Data provided:
※
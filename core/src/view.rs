use ndarray::Array2;
use serde::{Deserialize, Serialize};

use crate::*;

/// What a front-end may show for the current turn. The key square is only
/// present when the phase allows it; Player 2's turn gets `None` no matter
/// who is asking, so a renderer cannot leak it by accident.
#[derive(Clone, Debug, PartialEq, Serialize, Deserialize)]
pub struct SessionView {
    pub side: Coord,
    pub coins: Array2<Coin>,
    pub phase: Phase,
    pub selection: Option<CellIndex>,
    pub key: Option<CellIndex>,
    pub guess: Option<CellIndex>,
    pub elapsed_secs: u32,
}

impl SessionView {
    pub fn from_session(session: &GameSession) -> Self {
        let side = session.board().side();
        let coins = Array2::from_shape_fn((side as usize, side as usize), |(x, y)| {
            session.board()[(x as Coord, y as Coord)]
        });

        Self {
            side,
            coins,
            phase: session.phase(),
            selection: session.selection(),
            key: if session.phase().key_visible() {
                Some(session.key())
            } else {
                None
            },
            guess: session.guess(),
            elapsed_secs: session.elapsed_secs(),
        }
    }

    pub fn cell_count(&self) -> CellCount {
        mult(self.side, self.side)
    }

    pub fn coin_at(&self, index: CellIndex) -> Coin {
        let (x, y) = index_to_coords(index, self.side);
        self.coins[(x as usize, y as usize)]
    }
}

#[cfg(test)]
mod tests {
    use super::*;

    fn session_with_key(key: CellIndex) -> GameSession {
        let setup = GameSetup::new(Board::all_tails(BoardConfig::classic()), key).unwrap();
        GameSession::new(setup)
    }

    #[test]
    fn key_is_visible_to_the_flipping_player() {
        let mut session = session_with_key(31);
        session.confirm_phase().unwrap();

        let view = SessionView::from_session(&session);

        assert_eq!(view.phase, Phase::Encode);
        assert_eq!(view.key, Some(31));
    }

    #[test]
    fn key_is_withheld_from_the_guessing_player() {
        let mut session = session_with_key(31);
        session.confirm_phase().unwrap();
        session.select_cell(4).unwrap();
        session.confirm_phase().unwrap();

        let view = SessionView::from_session(&session);

        assert_eq!(view.phase, Phase::Decode);
        assert_eq!(view.key, None);
    }

    #[test]
    fn reveal_exposes_key_and_guess_together() {
        let mut session = session_with_key(31);
        session.confirm_phase().unwrap();
        session.select_cell(4).unwrap();
        session.confirm_phase().unwrap();
        session.select_cell(27).unwrap();
        session.confirm_phase().unwrap();

        let view = SessionView::from_session(&session);

        assert_eq!(view.key, Some(31));
        assert_eq!(view.guess, Some(27));
    }

    #[test]
    fn view_mirrors_the_coins() {
        let mut session = session_with_key(2);
        session.confirm_phase().unwrap();
        session.select_cell(10).unwrap();
        session.confirm_phase().unwrap();

        let view = SessionView::from_session(&session);

        assert_eq!(view.coin_at(10), Coin::Heads);
        assert_eq!(view.coin_at(11), Coin::Tails);
        assert_eq!(view.cell_count(), 64);
    }
}
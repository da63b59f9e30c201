use criterion::{Criterion, criterion_group, criterion_main};
use std::hint::black_box;

use keyflip_core::*;

fn bench_checksum(c: &mut Criterion) {
    let mut group = c.benchmark_group("checksum");
    for config in [BoardConfig::mini(), BoardConfig::classic(), BoardConfig::grand()] {
        let setup = RandomSetupGenerator::new(0xC0FFEE).generate(config);
        group.bench_function(format!("{0}x{0}", config.side), |b| {
            b.iter(|| black_box(setup.board().checksum()))
        });
    }
    group.finish();
}

fn bench_corrective_flip(c: &mut Criterion) {
    let setup = RandomSetupGenerator::new(0xC0FFEE).generate(BoardConfig::classic());
    c.bench_function("corrective_flip", |b| {
        b.iter(|| black_box(setup.board().corrective_flip(black_box(42))))
    });
}

fn bench_oracle_round(c: &mut Criterion) {
    c.bench_function("oracle_round", |b| {
        b.iter(|| {
            let setup = RandomSetupGenerator::new(7).generate(BoardConfig::classic());
            let mut session = GameSession::new(setup);
            session.confirm_phase().unwrap();
            let flip = session.solve_flip().unwrap();
            session.select_cell(flip).unwrap();
            session.confirm_phase().unwrap();
            let guess = session.solve_guess().unwrap();
            session.select_cell(guess).unwrap();
            black_box(session.confirm_phase().unwrap())
        })
    });
}

criterion_group!(benches, bench_checksum, bench_corrective_flip, bench_oracle_round);
criterion_main!(benches);
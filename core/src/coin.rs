use serde::{Deserialize, Serialize};

/// One square of the board, showing either face of its coin.
#[derive(Copy, Clone, Debug, PartialEq, Eq, Serialize, Deserialize)]
pub enum Coin {
    Tails,
    Heads,
}

impl Coin {
    pub const fn is_heads(self) -> bool {
        matches!(self, Self::Heads)
    }

    pub const fn toggled(self) -> Self {
        match self {
            Self::Tails => Self::Heads,
            Self::Heads => Self::Tails,
        }
    }

    /// Single-letter face used by text front-ends.
    pub const fn glyph(self) -> char {
        match self {
            Self::Tails => 'T',
            Self::Heads => 'H',
        }
    }
}

impl Default for Coin {
    fn default() -> Self {
        Self::Tails
    }
}

impl From<bool> for Coin {
    fn from(heads: bool) -> Self {
        if heads { Self::Heads } else { Self::Tails }
    }
}
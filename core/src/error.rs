use thiserror::Error;

#[derive(Error, Debug, Copy, Clone, PartialEq, Eq)]
pub enum GameError {
    #[error("Invalid cell index")]
    InvalidCell,
    #[error("Board side must be a power of two no larger than 16")]
    InvalidBoardShape,
    #[error("Key square outside the board")]
    KeyOutOfRange,
    #[error("Game already ended, no new moves are accepted")]
    AlreadyEnded,
}

pub type Result<T> = core::result::Result<T, GameError>;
※
Task requirements:
Transcribe the listing from start to finish, exactly as given.

The completed task:
filename core/src/view.rs
use ndarray::Array2;
use serde::{Deserialize, Serialize};

use crate::*;

/// What a front-end may show for the current turn. The key square is only
/// present when the phase allows it; Player 2's turn gets `None` no matter
/// who is asking, so a renderer cannot leak it by accident.
#[derive(Clone, Debug, PartialEq, Serialize, Deserialize)]
pub struct SessionView {
    pub side: Coord,
    pub coins: Array2<Coin>,
    pub phase: Phase,
    pub selection: Option<CellIndex>,
    pub key: Option<CellIndex>,
    pub guess: Option<CellIndex>,
    pub elapsed_secs: u32,
}

impl SessionView {
    pub fn from_session(session: &GameSession) -> Self {
        let side = session.board().side();
        let coins = Array2::from_shape_fn((side as usize, side as usize), |(x, y)| {
            session.board()[(x as Coord, y as Coord)]
        });

        Self {
            side,
            coins,
            phase: session.phase(),
            selection: session.selection(),
            key: if session.phase().key_visible() {
                Some(session.key())
            } else {
                None
            },
            guess: session.guess(),
            elapsed_secs: session.elapsed_secs(),
        }
    }

    pub fn cell_count(&self) -> CellCount {
        mult(self.side, self.side)
    }

    pub fn coin_at(&self, index: CellIndex) -> Coin {
        let (x, y) = index_to_coords(index, self.side);
        self.coins[(x as usize, y as usize)]
    }
}

#[cfg(test)]
mod tests {
    use super::*;

    fn session_with_key(key: CellIndex) -> GameSession {
        let setup = GameSetup::new(Board::all_tails(BoardConfig::classic()), key).unwrap();
        GameSession::new(setup)
    }

    #[test]
    fn key_is_visible_to_the_flipping_player() {
        let mut session = session_with_key(31);
        session.confirm_phase().unwrap();

        let view = SessionView::from_session(&session);

        assert_eq!(view.phase, Phase::Encode);
        assert_eq!(view.key, Some(31));
    }

    #[test]
    fn key_is_withheld_from_the_guessing_player() {
        let mut session = session_with_key(31);
        session.confirm_phase().unwrap();
        session.select_cell(4).unwrap();
        session.confirm_phase().unwrap();

        let view = SessionView::from_session(&session);

        assert_eq!(view.phase, Phase::Decode);
        assert_eq!(view.key, None);
    }

    #[test]
    fn reveal_exposes_key_and_guess_together() {
        let mut session = session_with_key(31);
        session.confirm_phase().unwrap();
        session.select_cell(4).unwrap();
        session.confirm_phase().unwrap();
        session.select_cell(27).unwrap();
        session.confirm_phase().unwrap();

        let view = SessionView::from_session(&session);

        assert_eq!(view.key, Some(31));
        assert_eq!(view.guess, Some(27));
    }

    #[test]
    fn view_mirrors_the_coins() {
        let mut session = session_with_key(2);
        session.confirm_phase().unwrap();
        session.select_cell(10).unwrap();
        session.confirm_phase().unwrap();

        let view = SessionView::from_session(&session);

        assert_eq!(view.coin_at(10), Coin::Heads);
        assert_eq!(view.coin_at(11), Coin::Tails);
        assert_eq!(view.cell_count(), 64);
    }
}
repository da63b59f9e30c201
use criterion::{Criterion, criterion_group, criterion_main};
use std::hint::black_box;

use keyflip_core::*;

fn bench_checksum(c: &mut Criterion) {
    let mut group = c.benchmark_group("checksum");
    for config in [BoardConfig::mini(), BoardConfig::classic(), BoardConfig::grand()] {
        let setup = RandomSetupGenerator::new(0xC0FFEE).generate(config);
        group.bench_function(format!("{0}x{0}", config.side), |b| {
            b.iter(|| black_box(setup.board().checksum()))
        });
    }
    group.finish();
}

fn bench_corrective_flip(c: &mut Criterion) {
    let setup = RandomSetupGenerator::new(0xC0FFEE).generate(BoardConfig::classic());
    c.bench_function("corrective_flip", |b| {
        b.iter(|| black_box(setup.board().corrective_flip(black_box(42))))
    });
}

fn bench_oracle_round(c: &mut Criterion) {
    c.bench_function("oracle_round", |b| {
        b.iter(|| {
            let setup = RandomSetupGenerator::new(7).generate(BoardConfig::classic());
            let mut session = GameSession::new(setup);
            session.confirm_phase().unwrap();
            let flip = session.solve_flip().unwrap();
            session.select_cell(flip).unwrap();
            session.confirm_phase().unwrap();
            let guess = session.solve_guess().unwrap();
            session.select_cell(guess).unwrap();
            black_box(session.confirm_phase().unwrap())
        })
    });
}

criterion_group!(benches, bench_checksum, bench_corrective_flip, bench_oracle_round);
criterion_main!(benches);
filename core/src/coin.rs
use serde::{Deserialize, Serialize};

/// One square of the board, showing either face of its coin.
#[derive(Copy, Clone, Debug, PartialEq, Eq, Serialize, Deserialize)]
pub enum Coin {
    Tails,
    Heads,
}

impl Coin {
    pub const fn is_heads(self) -> bool {
        matches!(self, Self::Heads)
    }

    pub const fn toggled(self) -> Self {
        match self {
            Self::Tails => Self::Heads,
            Self::Heads => Self::Tails,
        }
    }

    /// Single-letter face used by text front-ends.
    pub const fn glyph(self) -> char {
        match self {
            Self::Tails => 'T',
            Self::Heads => 'H',
        }
    }
}

impl Default for Coin {
    fn default() -> Self {
        Self::Tails
    }
}

impl From<bool> for Coin {
    fn from(heads: bool) -> Self {
        if heads { Self::Heads } else { Self::Tails }
    }
}
filename core/src/error.rs
use thiserror::Error;

#[derive(Error, Debug, Copy, Clone, PartialEq, Eq)]
pub enum GameError {
    #[error("Invalid cell index")]
    InvalidCell,
    #[error("Board side must be a power of two no larger than 16")]
    InvalidBoardShape,
    #[error("Key square outside the board")]
    KeyOutOfRange,
    #[error("Game already ended, no new moves are accepted")]
    AlreadyEnded,
}

pub type Result<T> = core::result::Result<T, GameError>;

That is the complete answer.